Among the entries below, find every line that contains the string "ErrorKind", then copy it.

Records supplied:

###

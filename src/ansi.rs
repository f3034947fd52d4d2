//! Portable console backend over ANSI terminals
//!
//! Terminals driven by escape sequences cannot be asked for their colors or
//! cursor shape, so this backend remembers what it last wrote. It starts out
//! assuming the terminal's own default colors, which it reports as gray on
//! black; writing that word back emits a plain color reset so the terminal's
//! real defaults come back. There is no console to attach to or allocate.
//!
//! Buffer queries only ask the terminal for its size. The cursor position
//! needs a round trip through the terminal's input, so it is only requested
//! by the cursor operations. Nothing is written unless the output is a
//! terminal.

use std::cell::{Cell, Ref, RefCell};
use std::io::{self, Write};

use crossterm::cursor::{self, Hide, MoveTo, RestorePosition, SavePosition, Show};
use crossterm::execute;
use crossterm::style::{
    Attribute, Color as TermColor, Print, ResetColor, SetAttribute, SetBackgroundColor,
    SetForegroundColor,
};
use crossterm::terminal::{self, Clear, ClearType, SetTitle};
use crossterm::tty::IsTty;

use crate::attributes::{Attributes, Color, LvbFlags};
use crate::device::{
    ConsoleDevice, Coord, CursorInfo, DeviceError, DeviceResult, ScreenBufferInfo, WindowRect,
};

/// Standard output of the process
#[derive(Clone, Copy, Debug, PartialEq, Eq)]
pub struct Stdout;

/// Map a console color to the matching ANSI color
pub fn term_color(color: Color) -> TermColor {
    match color {
        Color::Black => TermColor::Black,
        Color::DarkBlue => TermColor::DarkBlue,
        Color::DarkGreen => TermColor::DarkGreen,
        Color::DarkCyan => TermColor::DarkCyan,
        Color::DarkRed => TermColor::DarkRed,
        Color::DarkMagenta => TermColor::DarkMagenta,
        Color::DarkYellow => TermColor::DarkYellow,
        Color::Gray => TermColor::Grey,
        Color::DarkGray => TermColor::DarkGrey,
        Color::Blue => TermColor::Blue,
        Color::Green => TermColor::Green,
        Color::Cyan => TermColor::Cyan,
        Color::Red => TermColor::Red,
        Color::Magenta => TermColor::Magenta,
        Color::Yellow => TermColor::Yellow,
        Color::White => TermColor::White,
    }
}

fn coord_to_u16(value: i16) -> DeviceResult<u16> {
    u16::try_from(value).map_err(|_| {
        DeviceError::Os(io::Error::new(
            io::ErrorKind::InvalidInput,
            format!("negative coordinate {}", value),
        ))
    })
}

fn stdout_is_tty() -> bool {
    io::stdout().is_tty()
}

/// Questions the backend asks about the terminal behind its output
#[derive(Clone, Copy, Debug)]
pub struct TerminalQueries {
    pub is_tty: fn() -> bool,
    /// Columns and rows
    pub size: fn() -> io::Result<(u16, u16)>,
    /// Zero-based column and row
    pub cursor: fn() -> io::Result<(u16, u16)>,
}

impl TerminalQueries {
    /// The terminal on the process's standard output
    pub const STDOUT: TerminalQueries = TerminalQueries {
        is_tty: stdout_is_tty,
        size: terminal::size,
        cursor: cursor::position,
    };
}

#[derive(Debug)]
pub struct AnsiConsole<W: Write = io::Stdout> {
    out: RefCell<W>,
    terminal: TerminalQueries,
    attributes: Cell<u16>,
    cursor_visible: Cell<bool>,
}

impl Default for AnsiConsole {
    fn default() -> Self {
        Self::new()
    }
}

impl AnsiConsole {
    pub fn new() -> Self {
        Self::with_output(io::stdout(), TerminalQueries::STDOUT)
    }
}

impl<W: Write> AnsiConsole<W> {
    /// Word reported before any color was written
    pub const INITIAL_ATTRIBUTES: Attributes = Attributes::FALLBACK;

    pub fn with_output(out: W, terminal: TerminalQueries) -> Self {
        Self {
            out: RefCell::new(out),
            terminal,
            attributes: Cell::new(Self::INITIAL_ATTRIBUTES.bits()),
            cursor_visible: Cell::new(true),
        }
    }

    /// Everything written so far
    pub fn output(&self) -> Ref<'_, W> {
        self.out.borrow()
    }

    fn is_terminal(&self) -> bool {
        (self.terminal.is_tty)()
    }

    fn size(&self) -> DeviceResult<(i16, i16)> {
        let (cols, rows) = (self.terminal.size)()?;
        Ok((cols.min(i16::MAX as u16) as i16, rows.min(i16::MAX as u16) as i16))
    }

    /// Run `f` against the output, refusing when it is not a terminal
    fn write_terminal(
        &self,
        what: &'static str,
        f: impl FnOnce(&mut W) -> io::Result<()>,
    ) -> DeviceResult<()> {
        if !self.is_terminal() {
            return Err(DeviceError::Unsupported(what));
        }
        let mut out = self.out.borrow_mut();
        f(&mut *out)?;
        Ok(())
    }
}

impl<W: Write> ConsoleDevice for AnsiConsole<W> {
    type Handle = Stdout;

    fn std_output(&self) -> DeviceResult<Stdout> {
        Ok(Stdout)
    }

    fn is_character_device(&self, _handle: Stdout) -> bool {
        self.is_terminal()
    }

    fn attach_parent_console(&self) -> DeviceResult<()> {
        Err(DeviceError::Unsupported("attaching to a parent console"))
    }

    fn allocate_console(&self) -> DeviceResult<()> {
        Err(DeviceError::Unsupported("allocating a console"))
    }

    fn free_console(&self) -> DeviceResult<()> {
        Err(DeviceError::Unsupported("releasing a console"))
    }

    fn console_mode(&self, _handle: Stdout) -> DeviceResult<u32> {
        if self.is_terminal() {
            Ok(0)
        } else {
            Err(DeviceError::Unsupported("console mode on a non-terminal"))
        }
    }

    fn screen_buffer_info(&self, _handle: Stdout) -> DeviceResult<ScreenBufferInfo> {
        let (width, height) = self.size()?;

        Ok(ScreenBufferInfo {
            size: Coord::new(width, height),
            cursor: Coord::ORIGIN,
            attributes: self.attributes.get(),
            window: WindowRect {
                left: 0,
                top: 0,
                right: width - 1,
                bottom: height - 1,
            },
        })
    }

    fn cursor_position(&self, _handle: Stdout) -> DeviceResult<Coord> {
        let (x, y) = (self.terminal.cursor)()?;
        Ok(Coord::new(x.min(i16::MAX as u16) as i16, y.min(i16::MAX as u16) as i16))
    }

    fn set_text_attribute(&self, _handle: Stdout, attributes: u16) -> DeviceResult<()> {
        let attrs = Attributes::from_bits(attributes);
        let flags = attrs.flags();
        let reverse = if flags.contains(LvbFlags::REVERSE_VIDEO) {
            Attribute::Reverse
        } else {
            Attribute::NoReverse
        };
        let underline = if flags.contains(LvbFlags::UNDERSCORE) {
            Attribute::Underlined
        } else {
            Attribute::NoUnderline
        };

        self.write_terminal("colors on a non-terminal", |out| {
            if attrs == Self::INITIAL_ATTRIBUTES {
                execute!(out, ResetColor)?;
            } else {
                execute!(
                    out,
                    SetForegroundColor(term_color(attrs.foreground())),
                    SetBackgroundColor(term_color(attrs.background()))
                )?;
            }
            execute!(out, SetAttribute(reverse), SetAttribute(underline))
        })?;

        self.attributes.set(attributes);
        Ok(())
    }

    fn set_cursor_position(&self, _handle: Stdout, position: Coord) -> DeviceResult<()> {
        let x = coord_to_u16(position.x)?;
        let y = coord_to_u16(position.y)?;
        self.write_terminal("moving the cursor on a non-terminal", |out| {
            execute!(out, MoveTo(x, y))
        })
    }

    fn fill_character(
        &self,
        _handle: Stdout,
        ch: char,
        len: u32,
        start: Coord,
    ) -> DeviceResult<u32> {
        let (cols, rows) = self.size()?;
        let (cols, rows) = (cols.max(0) as u32, rows.max(0) as u32);
        let mut col = coord_to_u16(start.x)? as u32;
        let mut row = coord_to_u16(start.y)? as u32;

        if ch == ' ' && col == 0 && row == 0 && len >= cols * rows {
            self.write_terminal("clearing a non-terminal", |out| {
                execute!(out, Clear(ClearType::All))
            })?;
            return Ok(cols * rows);
        }

        let mut written = 0;
        self.write_terminal("filling cells on a non-terminal", |out| {
            // Cell fills never move the cursor
            execute!(out, SavePosition)?;
            let mut remaining = len;
            while remaining > 0 && row < rows && col < cols {
                let n = remaining.min(cols - col);
                execute!(out, MoveTo(col as u16, row as u16))?;
                if ch == ' ' && n == cols - col {
                    execute!(out, Clear(ClearType::UntilNewLine))?;
                } else {
                    execute!(out, Print(ch.to_string().repeat(n as usize)))?;
                }
                written += n;
                remaining -= n;
                col = 0;
                row += 1;
            }
            execute!(out, RestorePosition)
        })?;
        Ok(written)
    }

    fn fill_attribute(
        &self,
        _handle: Stdout,
        attributes: u16,
        len: u32,
        _start: Coord,
    ) -> DeviceResult<u32> {
        // Erased cells already carry the current colors
        if attributes == self.attributes.get() {
            Ok(len)
        } else {
            Err(DeviceError::Unsupported("recoloring existing cells"))
        }
    }

    fn set_title(&self, title: &str) -> DeviceResult<()> {
        self.write_terminal("titles on a non-terminal", |out| execute!(out, SetTitle(title)))
    }

    fn cursor_info(&self, _handle: Stdout) -> DeviceResult<CursorInfo> {
        Ok(CursorInfo {
            size: 25,
            visible: self.cursor_visible.get(),
        })
    }

    fn set_cursor_info(&self, _handle: Stdout, info: CursorInfo) -> DeviceResult<()> {
        self.write_terminal("cursor visibility on a non-terminal", |out| {
            if info.visible {
                execute!(out, Show)
            } else {
                execute!(out, Hide)
            }
        })?;
        self.cursor_visible.set(info.visible);
        Ok(())
    }
}

#[cfg(test)]
mod tests {
    use super::*;
    use crate::console::Console;
    use crate::error::ConsoleError;
    use crate::handle::Acquisition;

    fn no_cursor_report() -> io::Result<(u16, u16)> {
        Err(io::Error::new(io::ErrorKind::Other, "no cursor report"))
    }

    const TERMINAL: TerminalQueries = TerminalQueries {
        is_tty: || true,
        size: || Ok((80, 24)),
        cursor: || Ok((5, 3)),
    };

    const PIPE: TerminalQueries = TerminalQueries {
        is_tty: || false,
        ..TERMINAL
    };

    fn console(terminal: TerminalQueries) -> Console<AnsiConsole<Vec<u8>>> {
        Console::new(AnsiConsole::with_output(Vec::new(), terminal))
    }

    fn written(console: &Console<AnsiConsole<Vec<u8>>>) -> String {
        String::from_utf8_lossy(&console.device().output()).into_owned()
    }

    #[test]
    fn test_color_mapping_covers_palette() {
        assert_eq!(term_color(Color::Gray), TermColor::Grey);
        assert_eq!(term_color(Color::DarkGray), TermColor::DarkGrey);
        assert_eq!(term_color(Color::DarkYellow), TermColor::DarkYellow);
        assert_eq!(term_color(Color::White), TermColor::White);

        let mapped: std::collections::HashSet<String> = Color::ALL
            .iter()
            .map(|c| format!("{:?}", term_color(*c)))
            .collect();
        assert_eq!(mapped.len(), 16);
    }

    #[test]
    fn test_starts_with_default_colors_and_visible_cursor() {
        let device = AnsiConsole::with_output(Vec::new(), TERMINAL);
        assert_eq!(device.attributes.get(), 0x07);
        assert_eq!(device.cursor_info(Stdout).unwrap(), CursorInfo { size: 25, visible: true });
    }

    #[test]
    fn test_no_console_to_attach_or_allocate() {
        let device = AnsiConsole::with_output(Vec::new(), TERMINAL);
        assert!(matches!(device.attach_parent_console(), Err(DeviceError::Unsupported(_))));
        assert!(matches!(device.allocate_console(), Err(DeviceError::Unsupported(_))));
    }

    #[test]
    fn test_attribute_fill_only_for_current_colors() {
        let device = AnsiConsole::with_output(Vec::new(), TERMINAL);
        assert_eq!(device.fill_attribute(Stdout, 0x07, 10, Coord::ORIGIN).unwrap(), 10);
        assert!(device.fill_attribute(Stdout, 0x1F, 10, Coord::ORIGIN).is_err());
    }

    #[test]
    fn test_negative_coordinates_rejected() {
        assert!(coord_to_u16(-1).is_err());
        assert_eq!(coord_to_u16(7).unwrap(), 7);
    }

    #[test]
    fn test_geometry_and_colors_without_cursor_report() {
        let console = console(TerminalQueries {
            cursor: no_cursor_report,
            ..TERMINAL
        });

        assert_eq!(console.width().unwrap(), 80);
        assert_eq!(console.height().unwrap(), 24);
        console.set_foreground(Color::Red.code()).unwrap();
        assert_eq!(console.color().unwrap().foreground(), Color::Red);
        console.clear().unwrap();

        assert!(console.cursor_x().is_err());
        assert!(console.clear_line().is_err());
    }

    #[test]
    fn test_cursor_comes_from_terminal_report() {
        let console = console(TERMINAL);
        assert_eq!(console.cursor_position().unwrap(), Coord::new(5, 3));
    }

    #[test]
    fn test_colors_reach_the_terminal() {
        let console = console(TERMINAL);
        console.set_color(0x1F).unwrap();
        assert!(written(&console).contains('\x1b'));
        assert_eq!(console.color().unwrap().bits(), 0x1F);

        console.device().out.borrow_mut().clear();
        console.reset_color().unwrap();
        assert!(written(&console).starts_with("\x1b[0m"));
    }

    #[test]
    fn test_nothing_written_to_a_pipe() {
        let console = console(PIPE);

        assert!(matches!(
            console.set_color(0x1F),
            Err(ConsoleError::Device { source: DeviceError::Unsupported(_), .. })
        ));
        assert!(console.set_foreground(Color::Red.code()).is_err());
        assert!(console.set_cursor(1, 1).is_err());
        assert!(console.set_title("build").is_err());
        assert!(console.show_cursor(false).is_err());
        assert!(console.clear().is_err());

        assert_eq!(console.acquisition(), Some(Acquisition::Redirected));
        assert!(!console.has_real_console());
        assert!(console.is_cursor_visible());
        assert_eq!(console.color().unwrap().bits(), 0x07);
        assert!(written(&console).is_empty());
    }
}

###

Reply:
            io::ErrorKind::InvalidInput,
        Err(io::Error::new(io::ErrorKind::Other, "no cursor report"))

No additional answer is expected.